Comme la chambre de céans l'a relevé dans l'ATAS/748/2017 précité (consid. 6e) en citant le Message du Conseil fédéral du 4 mars 2016 relatif à cette modification législative (FF 2016, p. 2835 ss), la mise en œuvre des art. 121a et 197 ch. 11 de la Constitution fédérale de la Confédération suisse du 18 avril 1999 (Cst. - RS 101) sur la gestion de l’immigration, acceptés par le peuple et les cantons le 9 février 2014, impliquait de prévoir un échange de données relatif à la perception de PC et à la révocation des autorisations de séjour et fournissait ainsi l’occasion « d’exclure de manière explicite le versement de prestations complémentaires aux étrangers sans titre de séjour en Suisse » (Message, p. 2839). Le commentaire selon lequel la nouvelle disposition proposée devait permettre « de ne plus octroyer des prestations complémentaires lorsque l’étranger séjourn(ait) en Suisse de manière illégale » (Message, p. 2891) ne devait pas être compris comme l’admission, jusque-là, d’une prise en compte des périodes de séjour illégal en Suisse dans le calcul du délai de carence prévu par l’art. 5 LPC. En effet, comme le retenait déjà une ancienne jurisprudence fédérale (soit l’arrêt du Tribunal fédéral des assurances sociales P 42/90 du 8 janvier 1992, cité in ATF 118 V 79 consid. 4b), « les périodes au cours desquelles une personne a séjourné illégalement en Suisse ne sont pas prises en compte dans la détermination de la durée du séjour » (Message, p. 2891) ; il s’agissait de supprimer l’état de fait résultant de la jurisprudence du Tribunal fédéral relative à l’AI (par exemple l’arrêt I 486/00 du 30 septembre 2004 précité), en vertu de laquelle « la perte du droit de séjour n’entraîn(ait) pas nécessairement et automatiquement la perte du domicile suisse, ce dernier perdur(ant) tant que l’étranger séjourn(ait) en Suisse et manifest(ait) sa volonté d’y rester », avec l’effet que « malgré le fait que l’étranger ne soit plus au bénéfice d’une autorisation de séjour, la résidence en Suisse (était) reconnue par l’art. 4 al. 1 LPC » (Message, p. 2891). Ainsi que le Conseil fédéral l’a indiqué, la modification proposée de l’art. 5 al. 1 LPC visait à ce qu’il ne soit plus possible « de percevoir des prestations complémentaires une fois qu’une autorisation de séjour ou de courte durée aura(it) été révoquée » (Message précité, p. 2866), ce qui supposait qu’une telle autorisation avait préalablement été accordée.

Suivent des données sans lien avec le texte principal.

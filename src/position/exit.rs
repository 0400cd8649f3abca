//! Position and exit-stage state machine
//!
//! Pure state: every method takes the current `Instant` and returns the sell
//! order to dispatch, if any. The caller submits the order and reports the
//! outcome back through [`Position::on_sell_filled`] or
//! [`Position::on_sell_failed`]. At most one sell per position is pending at
//! any time, so duplicate ticks never fire a stage twice.
//!
//! ```text
//! Open -> PartiallyExited(k) -> FullyExited
//!   \___________________________> ForceLiquidated
//! ```

use solana_sdk::pubkey::Pubkey;
use std::fmt;
use std::time::{Duration, Instant};

use crate::config::{ExitStrategy, StageConfig};
use crate::position::auto_sell::{check_triggers, ExitPolicy, TriggerType};
use crate::trading::intent::{IntentMode, IntentOrigin};

/// Why a sell was issued
#[derive(Debug, Clone, Copy, PartialEq)]
pub enum ExitReason {
    StageDelay,
    Downing,
    SignalDeterioration,
    TakeProfit,
    StopLoss,
    ThresholdSell,
    TimerStop,
    CopyTrade,
}

impl fmt::Display for ExitReason {
    fn fmt(&self, f: &mut fmt::Formatter<'_>) -> fmt::Result {
        let name = match self {
            ExitReason::StageDelay => "stage_delay",
            ExitReason::Downing => "downing",
            ExitReason::SignalDeterioration => "signal_deterioration",
            ExitReason::TakeProfit => "take_profit",
            ExitReason::StopLoss => "stop_loss",
            ExitReason::ThresholdSell => "threshold_sell",
            ExitReason::TimerStop => "timer_stop",
            ExitReason::CopyTrade => "copy_trade",
        };
        f.write_str(name)
    }
}

#[derive(Debug, Clone, Copy, PartialEq, Eq)]
pub enum PositionState {
    Open,
    /// Number of consumed stages
    PartiallyExited(usize),
    FullyExited,
    ForceLiquidated,
}

impl PositionState {
    pub fn is_terminal(&self) -> bool {
        matches!(self, PositionState::FullyExited | PositionState::ForceLiquidated)
    }
}

#[derive(Debug, Clone, PartialEq)]
pub struct ExitStage {
    /// Percent of the remaining amount to sell
    pub percent: f64,
    /// Delay since entry
    pub delay: Duration,
    pub consumed: bool,
    /// Percent of the entry amount actually sold by this stage
    pub sold_pct_of_entry: f64,
}

/// A sell the caller should submit
#[derive(Debug, Clone, PartialEq)]
pub struct SellOrder {
    pub mint: Pubkey,
    pub tokens: u64,
    pub reason: ExitReason,
    /// Stage consumed when this order fills
    pub stage: Option<usize>,
    /// State reached if this order empties the position
    pub completion: PositionState,
    pub retry: bool,
}

impl SellOrder {
    /// Retries and forced liquidations use the longer limit deadline
    pub fn mode(&self) -> IntentMode {
        if self.retry || self.completion == PositionState::ForceLiquidated {
            IntentMode::Limit
        } else {
            IntentMode::Normal
        }
    }
}

/// What to do after a failed sell
#[derive(Debug, Clone, Copy, PartialEq)]
pub struct FailureAction {
    pub retry_at: Instant,
    /// Failures have lasted past the escalation window (reported once)
    pub escalate: bool,
    pub failing_for: Duration,
}

#[derive(Debug, Clone)]
struct Pending {
    order: SellOrder,
    in_flight: bool,
    retry_at: Option<Instant>,
}

#[derive(Debug, Clone)]
pub struct Position {
    pub mint: Pubkey,
    pub entry_amount: u64,
    pub remaining: u64,
    pub entry_time: Instant,
    pub entry_price: f64,
    pub peak_price: f64,
    pub last_price: f64,
    pub stages: Vec<ExitStage>,
    pub state: PositionState,
    pub origin: IntentOrigin,
    pending: Option<Pending>,
    forced_after: Option<ExitReason>,
    failing_since: Option<Instant>,
    escalated: bool,
}

impl Position {
    /// Open a position; stages are ordered by delay and only used in staged mode
    pub fn open(
        mint: Pubkey,
        entry_amount: u64,
        entry_price: f64,
        now: Instant,
        stages: &[StageConfig],
        strategy: ExitStrategy,
        origin: IntentOrigin,
    ) -> Self {
        let mut stages: Vec<ExitStage> = match strategy {
            ExitStrategy::Staged => stages
                .iter()
                .filter(|s| s.percent > 0.0)
                .map(|s| ExitStage {
                    percent: s.percent.min(100.0),
                    delay: Duration::from_millis(s.delay_ms),
                    consumed: false,
                    sold_pct_of_entry: 0.0,
                })
                .collect(),
            ExitStrategy::TakeProfitStopLoss => Vec::new(),
        };
        stages.sort_by_key(|s| s.delay);

        Self {
            mint,
            entry_amount,
            remaining: entry_amount,
            entry_time: now,
            entry_price,
            peak_price: entry_price,
            last_price: entry_price,
            stages,
            state: PositionState::Open,
            origin,
            pending: None,
            forced_after: None,
            failing_since: None,
            escalated: false,
        }
    }

    pub fn is_terminal(&self) -> bool {
        self.state.is_terminal()
    }

    pub fn has_pending_sell(&self) -> bool {
        self.pending.is_some()
    }

    /// A sell is pending or a stage timer is still ahead
    pub fn has_scheduled_exit(&self) -> bool {
        !self.is_terminal() && (self.pending.is_some() || self.next_stage_due().is_some())
    }

    pub fn next_stage(&self) -> Option<usize> {
        self.stages.iter().position(|s| !s.consumed)
    }

    /// When the next stage becomes due by delay
    pub fn next_stage_due(&self) -> Option<Instant> {
        if self.is_terminal() {
            return None;
        }
        self.next_stage()
            .map(|k| self.entry_time + self.stages[k].delay)
    }

    /// Cumulative percent of the entry amount sold by stages
    pub fn sold_pct_of_entry(&self) -> f64 {
        self.stages.iter().map(|s| s.sold_pct_of_entry).sum()
    }

    pub fn consumed_stages(&self) -> usize {
        self.stages.iter().filter(|s| s.consumed).count()
    }

    fn can_fire(&self) -> bool {
        !self.is_terminal() && self.pending.is_none() && self.remaining > 0
    }

    /// Timer tick: fires the next stage if its delay has elapsed
    pub fn on_tick(&mut self, policy: &ExitPolicy, now: Instant) -> Option<SellOrder> {
        if !self.can_fire() || policy.strategy != ExitStrategy::Staged {
            return None;
        }
        let k = self.next_stage()?;
        if now < self.entry_time + self.stages[k].delay {
            return None;
        }
        self.fire_stage(k, ExitReason::StageDelay, policy)
    }

    /// Track the latest price and the running peak; false for unusable prices
    pub fn record_price(&mut self, price: f64) -> bool {
        if price <= 0.0 || !price.is_finite() {
            return false;
        }
        self.last_price = price;
        if price > self.peak_price {
            self.peak_price = price;
        }
        true
    }

    /// Price tick: tracks the peak and evaluates price triggers
    pub fn on_price(&mut self, policy: &ExitPolicy, price: f64) -> Option<SellOrder> {
        if !self.record_price(price) || !self.can_fire() {
            return None;
        }

        match check_triggers(policy, self.entry_price, self.peak_price, price)? {
            TriggerType::TakeProfit { .. } => self.liquidate(ExitReason::TakeProfit),
            TriggerType::StopLoss { .. } => self.liquidate(ExitReason::StopLoss),
            TriggerType::Downing { .. } => {
                self.peak_price = price;
                self.fire_next(ExitReason::Downing, policy)
            }
        }
    }

    /// Sell confidence crossed the threshold: fire the next stage early
    pub fn on_deterioration(&mut self, policy: &ExitPolicy) -> Option<SellOrder> {
        if !self.can_fire() || policy.strategy != ExitStrategy::Staged {
            return None;
        }
        self.fire_next(ExitReason::SignalDeterioration, policy)
    }

    /// Token's SOL invested reached THRESHOLD_SELL: sell everything
    pub fn on_threshold_sell(&mut self) -> Option<SellOrder> {
        if !self.can_fire() {
            return None;
        }
        self.start(self.full_order(ExitReason::ThresholdSell, PositionState::FullyExited))
    }

    /// Sell a fraction of the remaining amount outside the stage schedule
    pub fn partial_exit(&mut self, fraction: f64, reason: ExitReason) -> Option<SellOrder> {
        if !self.can_fire() || fraction <= 0.0 {
            return None;
        }
        let tokens = fraction_of(self.remaining, fraction.min(1.0) * 100.0);
        self.start(SellOrder {
            mint: self.mint,
            tokens,
            reason,
            stage: None,
            completion: PositionState::FullyExited,
            retry: false,
        })
    }

    /// Liquidate everything regardless of the stage schedule
    ///
    /// If a sell is already in flight, the liquidation is issued as soon as
    /// that sell settles.
    pub fn force_exit(&mut self, reason: ExitReason) -> Option<SellOrder> {
        if self.is_terminal() || self.remaining == 0 {
            return None;
        }
        match &self.pending {
            Some(p) if p.in_flight => {
                self.forced_after = Some(reason);
                None
            }
            _ => {
                self.pending = None;
                self.liquidate(reason)
            }
        }
    }

    /// A pending sell whose retry time has come
    pub fn retry_due(&mut self, now: Instant) -> Option<SellOrder> {
        let pending = self.pending.as_mut()?;
        match pending.retry_at {
            Some(at) if !pending.in_flight && now >= at => {
                pending.in_flight = true;
                pending.retry_at = None;
                pending.order.retry = true;
                Some(pending.order.clone())
            }
            _ => None,
        }
    }

    /// When a failed sell should be retried
    pub fn retry_at(&self) -> Option<Instant> {
        self.pending.as_ref().and_then(|p| p.retry_at)
    }

    /// Apply a filled sell
    ///
    /// Returns a follow-up order when a forced exit was deferred, or when the
    /// last stage filled and a residual is left to sell.
    pub fn on_sell_filled(&mut self, sold: u64) -> Option<SellOrder> {
        let pending = self.pending.take()?;
        let sold = sold.min(self.remaining);
        self.remaining -= sold;

        if let Some(k) = pending.order.stage {
            let entry = self.entry_amount.max(1) as f64;
            if let Some(stage) = self.stages.get_mut(k) {
                stage.consumed = true;
                stage.sold_pct_of_entry = sold as f64 / entry * 100.0;
            }
        }

        self.failing_since = None;
        self.escalated = false;
        self.state = if self.remaining == 0 {
            pending.order.completion
        } else {
            PositionState::PartiallyExited(self.consumed_stages())
        };

        if self.remaining == 0 {
            self.forced_after = None;
            return None;
        }
        if let Some(reason) = self.forced_after.take() {
            return self.liquidate(reason);
        }
        if pending.order.stage.is_some() && self.next_stage().is_none() {
            return self.start(self.full_order(pending.order.reason, PositionState::FullyExited));
        }
        None
    }

    /// Record a failed sell; the order stays pending and is retried later
    pub fn on_sell_failed(&mut self, policy: &ExitPolicy, now: Instant) -> Option<FailureAction> {
        let forced = self.forced_after.take();
        let full = self.full_order(ExitReason::TimerStop, PositionState::ForceLiquidated);
        let pending = self.pending.as_mut()?;

        if let Some(reason) = forced {
            pending.order = SellOrder { reason, ..full };
        }

        let retry_at = now + policy.retry_interval;
        pending.in_flight = false;
        pending.retry_at = Some(retry_at);

        let since = *self.failing_since.get_or_insert(now);
        let failing_for = now.saturating_duration_since(since);
        let escalate = !self.escalated && failing_for >= policy.escalate_after;
        if escalate {
            self.escalated = true;
        }

        Some(FailureAction {
            retry_at,
            escalate,
            failing_for,
        })
    }

    fn fire_next(&mut self, reason: ExitReason, policy: &ExitPolicy) -> Option<SellOrder> {
        match self.next_stage() {
            Some(k) => self.fire_stage(k, reason, policy),
            // Residual after the last stage
            None => self.start(self.full_order(reason, PositionState::FullyExited)),
        }
    }

    fn fire_stage(&mut self, k: usize, reason: ExitReason, policy: &ExitPolicy) -> Option<SellOrder> {
        let tokens = if policy.sell_all {
            self.remaining
        } else {
            fraction_of(self.remaining, self.stages[k].percent)
        };
        self.start(SellOrder {
            mint: self.mint,
            tokens,
            reason,
            stage: Some(k),
            completion: PositionState::FullyExited,
            retry: false,
        })
    }

    fn liquidate(&mut self, reason: ExitReason) -> Option<SellOrder> {
        self.start(self.full_order(reason, PositionState::ForceLiquidated))
    }

    fn full_order(&self, reason: ExitReason, completion: PositionState) -> SellOrder {
        SellOrder {
            mint: self.mint,
            tokens: self.remaining,
            reason,
            stage: None,
            completion,
            retry: false,
        }
    }

    fn start(&mut self, order: SellOrder) -> Option<SellOrder> {
        self.pending = Some(Pending {
            order: order.clone(),
            in_flight: true,
            retry_at: None,
        });
        Some(order)
    }
}

/// `percent` of `amount`, at least one token while anything remains
fn fraction_of(amount: u64, percent: f64) -> u64 {
    let tokens = (amount as f64 * percent / 100.0).floor() as u64;
    tokens.clamp(amount.min(1), amount)
}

7.5 Ainsi, l'exigence d'une résidence habituelle en Suisse prévue par l'art. 4 al. 1 LPC pour les PCF et par l'art. 2 al. 1 let. a LPCC pour les PCC suppose, pour des étrangers, que ceux-ci y séjournent légalement.

8.              

8.1 Néanmoins, il ne s'ensuit pas que le versement de PC doit être refusé automatiquement ou, le cas échéant, supprimé ou interrompu durant la procédure de renouvellement ou de prolongation d'une autorisation de séjour, procédure qui s'étend fréquemment au-delà de la durée de validité formelle de l'autorisation de séjour considérée.

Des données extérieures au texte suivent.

//! Exit timers
//!
//! One min-heap for every position: stage deadlines and sell retries. The loop
//! sleeps until the nearest deadline or until a new entry is scheduled, then
//! hands due entries to the engine. Stale entries are harmless since the
//! position itself decides whether anything is due.

use solana_sdk::pubkey::Pubkey;
use std::cmp::Reverse;
use std::collections::BinaryHeap;
use std::sync::atomic::{AtomicU64, Ordering};
use std::sync::Mutex;
use std::time::Instant;
use tokio::sync::{mpsc, Notify};
use tokio_util::sync::CancellationToken;
use tracing::{debug, info};

#[derive(Debug, Clone, Copy, PartialEq, Eq, PartialOrd, Ord)]
pub enum WakeKind {
    StageDue,
    Retry,
}

#[derive(Debug, Clone, Copy, PartialEq, Eq)]
pub struct Wake {
    pub mint: Pubkey,
    pub kind: WakeKind,
}

#[derive(Debug, PartialEq, Eq, PartialOrd, Ord)]
struct Entry {
    at: Instant,
    seq: u64,
    mint: Pubkey,
    kind: WakeKind,
}

#[derive(Debug, Default)]
pub struct ExitScheduler {
    heap: Mutex<BinaryHeap<Reverse<Entry>>>,
    seq: AtomicU64,
    wakeup: Notify,
}

impl ExitScheduler {
    pub fn new() -> Self {
        Self::default()
    }

    pub fn schedule(&self, mint: Pubkey, at: Instant, kind: WakeKind) {
        let seq = self.seq.fetch_add(1, Ordering::Relaxed);
        self.heap
            .lock()
            .unwrap_or_else(|e| e.into_inner())
            .push(Reverse(Entry { at, seq, mint, kind }));
        self.wakeup.notify_one();
    }

    pub fn len(&self) -> usize {
        self.heap.lock().unwrap_or_else(|e| e.into_inner()).len()
    }

    pub fn is_empty(&self) -> bool {
        self.len() == 0
    }

    /// Pop every entry due at `now`; returns them with the next pending deadline
    fn pop_due(&self, now: Instant) -> (Vec<Wake>, Option<Instant>) {
        let mut heap = self.heap.lock().unwrap_or_else(|e| e.into_inner());
        let mut due = Vec::new();
        while let Some(Reverse(entry)) = heap.peek() {
            if entry.at > now {
                break;
            }
            if let Some(Reverse(entry)) = heap.pop() {
                due.push(Wake {
                    mint: entry.mint,
                    kind: entry.kind,
                });
            }
        }
        let next = heap.peek().map(|Reverse(e)| e.at);
        (due, next)
    }

    /// Run until cancelled or the receiver is gone
    pub async fn run(&self, tx: mpsc::Sender<Wake>, cancel: CancellationToken) {
        info!("Exit scheduler started");
        loop {
            let (due, next) = self.pop_due(Instant::now());
            for wake in due {
                debug!("Exit timer fired: {} {:?}", wake.mint, wake.kind);
                if tx.send(wake).await.is_err() {
                    debug!("Exit timer channel closed");
                    return;
                }
            }

            let sleep = async {
                match next {
                    Some(at) => tokio::time::sleep_until(tokio::time::Instant::from_std(at)).await,
                    None => std::future::pending::<()>().await,
                }
            };

            tokio::select! {
                biased;
                _ = cancel.cancelled() => break,
                _ = self.wakeup.notified() => {}
                _ = sleep => {}
            }
        }
        info!("Exit scheduler stopped");
    }
}

#[cfg(test)]
mod tests {
    use super::*;
    use std::sync::Arc;
    use std::time::Duration;

    #[test]
    fn test_pop_due_in_deadline_order() {
        let scheduler = ExitScheduler::new();
        let t0 = Instant::now();
        let (a, b, c) = (Pubkey::new_unique(), Pubkey::new_unique(), Pubkey::new_unique());

        scheduler.schedule(a, t0 + Duration::from_secs(3), WakeKind::StageDue);
        scheduler.schedule(b, t0 + Duration::from_secs(1), WakeKind::Retry);
        scheduler.schedule(c, t0 + Duration::from_secs(2), WakeKind::StageDue);

        let (due, next) = scheduler.pop_due(t0 + Duration::from_secs(2));
        assert_eq!(due.iter().map(|w| w.mint).collect::<Vec<_>>(), vec![b, c]);
        assert_eq!(due[0].kind, WakeKind::Retry);
        assert_eq!(next, Some(t0 + Duration::from_secs(3)));
        assert_eq!(scheduler.len(), 1);
    }

    #[tokio::test]
    async fn test_run_wakes_for_new_earlier_entry() {
        let scheduler = Arc::new(ExitScheduler::new());
        let (tx, mut rx) = mpsc::channel(8);
        let cancel = CancellationToken::new();

        let late = Pubkey::new_unique();
        let early = Pubkey::new_unique();
        scheduler.schedule(late, Instant::now() + Duration::from_secs(60), WakeKind::StageDue);

        let handle = {
            let scheduler = scheduler.clone();
            let cancel = cancel.clone();
            tokio::spawn(async move { scheduler.run(tx, cancel).await })
        };

        // loop is asleep on the 60s entry; a nearer one must wake it
        tokio::time::sleep(Duration::from_millis(20)).await;
        scheduler.schedule(early, Instant::now() + Duration::from_millis(20), WakeKind::StageDue);

        let wake = tokio::time::timeout(Duration::from_secs(2), rx.recv())
            .await
            .unwrap()
            .unwrap();
        assert_eq!(wake.mint, early);

        cancel.cancel();
        handle.await.unwrap();
        assert_eq!(scheduler.len(), 1);
    }
}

8.2 Le Tribunal fédéral a eu l'occasion de préciser ce point dans des affaires dans lesquelles les organes d'exécution de la législation sur les PC avaient supprimé du calcul du droit aux PC, le conjoint étranger d'un bénéficiaire étranger de PC, après que les autorités de police des étrangers avaient révoqué l'autorisation de séjour dudit conjoint, en application du nouvel art. 43 al. 1 let. e LEI, selon lequel, dans sa teneur en vigueur dès le 1er janvier 2019, le conjoint étranger du titulaire d’une autorisation d’établissement ainsi que ses enfants célibataires étrangers de moins de 18 ans ont droit à l’octroi d’une autorisation de séjour et à la prolongation de sa durée de validité, (notamment) à la condition que la personne à l’origine de la demande de regroupement familial ne perçoive pas de prestations complémentaires annuelles au sens de LPC, ni ne pourrait en percevoir grâce au regroupement familial (arrêts du Tribunal fédéral 9C_522/2020 du 15 janvier 2021 consid. 6.1 ; 9C_378/2020 du 25 septembre 2020 consid. 5).

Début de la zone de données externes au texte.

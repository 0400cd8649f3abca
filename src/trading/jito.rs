//! Jito block-engine venue
//!
//! Submits either a single transaction (`/api/v1/transactions`) or a one-item
//! bundle (`/api/v1/bundles`) depending on BUNDLE_CHECK. The tip goes to one
//! of the published tip accounts, picked at random per transaction.

use async_trait::async_trait;
use lazy_static::lazy_static;
use rand::seq::SliceRandom;
use serde_json::json;
use solana_sdk::pubkey::Pubkey;
use solana_sdk::signature::Signature;
use std::str::FromStr;
use tracing::{debug, info};

use crate::config::JitoConfig;
use crate::error::Result;
use crate::trading::intent::{PriorityFee, TransactionIntent};
use crate::trading::signer::{SignedTransaction, Tip};
use crate::trading::venue::{JsonRpcClient, Venue, VenueKind};

/// Jito tip accounts (mainnet)
pub const JITO_TIP_ACCOUNTS: [&str; 8] = [
    "96gYZGLnJYVFmbjzopPSU6QiEV5fGqZNyN9nmNhvrZU5",
    "HFqU5x63VTqvQss8hp11i4wVV8bD44PvwucfZ2bU7gRe",
    "Cw8CFyM9FkoMi7K7Crf6HNQqf4uEMzpKw6QNghXLvLkY",
    "ADaUMid9yfUytqMBgopwjb2DTLSokTSzL1zt6iGPaS49",
    "DfXygSm4jCyNCybVYYK6DwvWqjKee8pbDmJGcLWNDXjh",
    "ADuUkR4vqLUMWXxW9gh6D6L8pMSawimctcNZ5pGwDcEt",
    "DttWaMuVvTiduZRnguLF7jNxTgiMBZ1hyAumKUiL2KRL",
    "3AVi9Tg9Uo68tJfuvoKvqKNWKkC5wPdSSdeBnizKZ6jT",
];

lazy_static! {
    static ref TIP_ACCOUNTS: Vec<Pubkey> = JITO_TIP_ACCOUNTS
        .iter()
        .filter_map(|s| Pubkey::from_str(s).ok())
        .collect();
}

/// Jito client for transaction and bundle submission
pub struct JitoVenue {
    config: JitoConfig,
    transactions: JsonRpcClient,
    bundles: JsonRpcClient,
}

impl JitoVenue {
    pub fn new(http: reqwest::Client, config: JitoConfig) -> Self {
        let base = config.block_engine_url.trim_end_matches('/').to_string();
        info!(
            "Jito venue initialized for {} (bundle: {})",
            base, config.bundle
        );
        Self {
            transactions: JsonRpcClient::new(
                http.clone(),
                format!("{}/api/v1/transactions", base),
                VenueKind::Jito,
            ),
            bundles: JsonRpcClient::new(http, format!("{}/api/v1/bundles", base), VenueKind::Jito),
            config,
        }
    }

    /// Get a random tip account
    pub fn tip_account() -> Option<Pubkey> {
        TIP_ACCOUNTS.choose(&mut rand::thread_rng()).copied()
    }
}

#[async_trait]
impl Venue for JitoVenue {
    fn kind(&self) -> VenueKind {
        VenueKind::Jito
    }

    fn tip(&self) -> Tip {
        Tip {
            lamports: self.config.tip_value,
            recipient: Self::tip_account(),
        }
    }

    fn priority_fee(&self, intent: &TransactionIntent) -> PriorityFee {
        PriorityFee {
            unit_price_micro_lamports: self.config.priority_fee,
            unit_limit: intent.priority_fee.unit_limit,
        }
    }

    async fn submit(&self, tx: &SignedTransaction) -> Result<Signature> {
        if self.config.bundle {
            let bundle_id = self
                .bundles
                .call("sendBundle", json!([[tx.base64()], {"encoding": "base64"}]))
                .await?;
            debug!(%bundle_id, signature = %tx.signature, "Jito bundle accepted");
            Ok(tx.signature)
        } else {
            self.transactions
                .send_transaction(tx, json!({"encoding": "base64"}))
                .await
        }
    }
}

8.3 L'autorisation de séjour est limitée dans le temps, mais peut être prolongée s'il n'existe aucun motif de révocation au sens de l'art. 62 al. 1 LEI (art. 33 al. 3 LEI). Elle prend fin notamment lorsque l'étranger déclare son départ de Suisse (art. 61 al. 1 let. a LEI), à son échéance (art. 61 al. 1 let. c LEI) ou en cas de révocation (art. 62 LEI). La personne concernée peut cependant rester en Suisse pendant la procédure de prolongation de l'autorisation de séjour, y compris après l'échéance de cette dernière, lorsqu'elle a déposé une demande de prolongation et pour autant que l'autorité compétente n'ait pas pris, à ce propos, des mesures provisionnelles différentes ; c'est ce que prévoit explicitement l'art. 59 al. 2 de l'ordonnance relative à l'admission, au séjour et à l'exercice d'une activité lucrative du 24 octobre 2007 (OASA - RS 142.201). Le droit de séjour qui en résulte est certes de nature procédurale, mais il fait perdurer les prérogatives liées à l'autorisation de séjour au-delà de la durée de validité formelle de cette dernière.

8.4 Sous réserve des prescriptions applicables en matière d'expulsion pénale - dont il faut rappeler qu’elles ne s’appliquent pas en l’espèce, le recourant n’ayant pas fait l’objet d’une expulsion pénale en dépit de sa condamnation - il convient d'appliquer, en matière de fin du séjour, les principes contenues dans la LEI et l'OASA.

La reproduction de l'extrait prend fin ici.